12 mars 2025.
Commentaire Règle 1, 10-13
10 La quatrième sorte de moines est celle des gyrovagues, c’est leur nom. Ils passent toute leur vie à courir d’une région à l’autre. Pendant trois ou quatre jours, ils se font loger dans les maisons des moines, tantôt chez les uns, tantôt chez les autres.
11 Ils sont toujours sur les routes, ils ne restent jamais au même endroit. Ils sont esclaves de leurs désirs et ils ne cherchent qu’à bien manger. En tout, ils sont pires que les sarabaïtes.
12 La vie religieuse de tous ces gens-là est très mauvaise. Mieux vaut se taire que d’en parler !
13 Laissons donc ces moines de côté et, avec l’aide du Seigneur, organisons la famille très forte des cénobites.
Ce que Benoît écrit sur les gyrovagues (faux ermites) nous éclaire sur ce que sont pour lui vrais ermites, de même que ce qu’il écrivait sur les sarabaïtes (faux cénobites) éclairait sur ce que sont les vrais cénobites.
A la différence de Jérôme et de Cassien qui considéraient les « sarabaïtes » comme les pires de tous, Benoît qualifie les gyrovagues de « pires en tout que les sarabaïtes ».
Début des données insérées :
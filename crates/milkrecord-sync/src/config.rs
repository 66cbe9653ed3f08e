//! # Sync Configuration
//!
//! Configuration management for the sync engine.
//!
//! ## Configuration Sources
//! ```text
//! ┌─────────────────────────────────────────────────────────────────────────┐
//! │                    Configuration Priority                               │
//! │                                                                         │
//! │  1. Environment Variables (highest priority)                           │
//! │     SUPABASE_URL / SUPABASE_KEY                                        │
//! │     MILKRECORD_SYNC_INTERVAL_SECS=10                                   │
//! │     MILKRECORD_DB_PATH=/var/lib/milkrecord/milkrecord.db               │
//! │                                                                         │
//! │  2. TOML Config File                                                   │
//! │     ~/.config/pos/sync.toml (Linux)                                    │
//! │     ~/Library/Application Support/com.milkrecord.pos/sync.toml (macOS) │
//! │                                                                         │
//! │  3. Default Values (lowest priority)                                   │
//! │     10s interval, batch of 100, 3s probe, 30s remote timeout           │
//! └─────────────────────────────────────────────────────────────────────────┘
//! ```
//!
//! The device id is deliberately absent: it lives in the local database so
//! it survives config edits and is never regenerated while the store exists.
//!
//! ## Configuration File Format
//! ```toml
//! # sync.toml
//! [device]
//! name = "Counter 1"
//!
//! [sync]
//! interval_secs = 10
//! batch_size = 100
//! push_on_write = true
//! push_timeout_secs = 5
//!
//! [connectivity]
//! probe_url = "https://www.google.com/generate_204"
//! probe_timeout_secs = 3
//!
//! [remote]
//! url = "https://project.supabase.co"
//! api_key = "..."
//! timeout_secs = 30
//!
//! [database]
//! path = "/var/lib/milkrecord/milkrecord.db"
//! ```

use serde::{Deserialize, Serialize};
use std::path::PathBuf;
use std::time::Duration;
use tracing::{debug, info, warn};
use url::Url;

use crate::error::{SyncError, SyncResult};

/// Hard ceiling for the connectivity probe.
pub const MAX_PROBE_TIMEOUT_SECS: u64 = 3;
Il les accuse essentiellement de passer de lieu en lieu et de profiter de leur statut monastique pour vivre aux dépens d’autrui.
Qui étaient ces moines ?
On peut dire trois choses :
- Benoît ne peut pas recenser un genre de vie monastique qu’il n’a pas sous les yeux.
- La RM les décrit en 144 versets ce qui vient appuyer la réalité historique.
- Ces moines gyrovagues ne sont pas à assimiler à ceux d’Orient qui pratiquaient la xeniteia.
Notons que Benoît, à la différence par exemple de Basile, s’il rejette les faux ermites tient en haute estime la vie érémitique, il en parle paisiblement, mais il demande de faire le contraire de ce que lui-même a vécu. Il veut éviter à d’autres de passer par les impasses par lesquelles il est lui-même passé, à Vicovaro comme à Subiaco.
Pour Benoît, seul le secours d’autrui permet de demeurer ferme dans le combat, c’est-à-dire le lien de la charité qu’il ne cesse de déployer dans la Règle. La communauté permet de ne pas être vaincu par le poids du fardeau.
Et seule, la douceur et l’humilité de la vie fraternelle préservent de la faiblesse, de l’épuisement et de la chute.
Ceci dit, s’il arrive que des frères, libérés du poids de leur fardeau et du besoin du soutien mutuel, sont attirés par la vie solitaire, Benoît le permet.
Cependant, parce que l’engagement à vie qui lie les moines entre eux ne peut pas être rompu, la vie solitaire n’est pas un prolongement naturel de la vie bénédictine. Elle doit demeurer exceptionnelle.
Elle relève seulement de l’expérience de la vie de Benoît qui rejette toujours tout esprit de système.
On peut donc dire deux choses qu’il faut tenir ensemble :
La stabilité dans le monastère jusqu’à la mort est un élément déterminant du monastère de Benoît.
Pour Benoît, les personnes sont toujours prioritaires sur les principes généraux.